The other day, I learned that a friend of mine had passed away. I’m ashamed to admit that it’s been a full year now since his passing, and that I’m only learning about it now. I guess I wasn’t as good a friend as I thought I was, but distance takes its toll. I’ve lived in Georgia for almost 15 years now, and Facebook was my main way of keeping up with Carl Burnham, the friend I lost. Just this week, though, I realized I hadn’t seen anything from Carl in a while, and only then learned he has passed away in March of 2015.
If you didn’t know Carl, then I’m a luckier man than you for having done so. Carl was a few years younger than I. We both attended Coventry High School, though I didn’t meet him there. It was later in life when I met him at his homebrew shop, Brew Horizons. Carl helped me with my (admittedly limited) forays into homebrewing, but I bought quite a few books on beer styles from him. Later, Carl brewed professionally at the Union Station Brewery in Providence, and when I began writing for the Yankee Brew News we regularly met up. It wasn’t only beer we talked about, though; we both loved the New England Patriots, too.

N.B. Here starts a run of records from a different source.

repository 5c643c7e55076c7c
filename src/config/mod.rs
pub mod proc_loader;
pub mod proc_validator;
pub mod service;
pub mod settings;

I remember to this day sitting at the bar at Union Station and talking to Carl about the John Harvard’s Brewhouse in Atlanta (Union Station was acquired by that chain); I never imagined I would live down here. His beers were at Union Station were always superb, I wrote about him several times in the YBN and on usenet, but perhaps there was no greater compliment to his brewing skill and knowledge than a comment I had made in 1999 on some of the fine people I had met in the business:
great people like Mike and Ray McConnell, John Jepson, Brett Marcy, Peter Egleston, Conrad Seidl, Rob Teach, Carl Burnham, Michael Jackson, Lew Bryson, the list goes on and on.
Notice Carl got a place right next to the Beer Hunter, Michael Jackson. I’d like to think that would make him happy, and that somewhere in heaven they’re both sitting at a bar enjoying a beer. Maybe Carl’s even brewing one up for MJ to critique.
I’m remembering Carl this evening as I sip a glass of Foolproof King of the Yahd Imperial India Pale Ale. It’s only fitting I do so with a beer from Rhode Island, and this one seems apropos to me. Foolproof of Pawtucket is a very impressive operation, and a fine example of the state of brewing in Rhode Island today.
From the can label:
Pour a glass, embrace yourself, and become King of the Yahd….Meet the royal big brother of our beloved Backyahd India Pale Ale. We’ve taken our IPA to the next level with this specialty beer. The King’s got a big malt backbone-piles of pilsner, Maris Otter, rye and spelt-topped off with a mighty crown of hops. King blends a selection of rare and delicious American and New Zealand hops in 11 individual additions. So take a seat in your lawn chair and enjoy!
Foolproof King of the Yahd Imperial India Pale Ale has an alcohol content of 8.5% by volume and I paid $9.99 for a 4-pack.
Foolproof King of the Yahd Imperial India Pale Ale pours to a bright orange amber color with a thick creamy head and a strong resiny pine nose. Taking a sip the beer has thick chewy caramel up front with a hint of spicy rye followed by in your face resiny pine hops with a hint of citric grapefruit and a long dry herbal grassy finish.
King of the Yahd doesn’t seem as strong as it is, but I do so love the malt and hops here-especially the complex malt, so lacking in so many of today’s India Pale Ales. This one, though, is for you Carl. I’m sure you’re King of the Yahd wherever you are, just as you always were here on Earth.
And remember, try a new beer today, and drink outside the box.
*Pricing data accurate at time of review or latest update. For reference only, based on actual price paid by reviewer.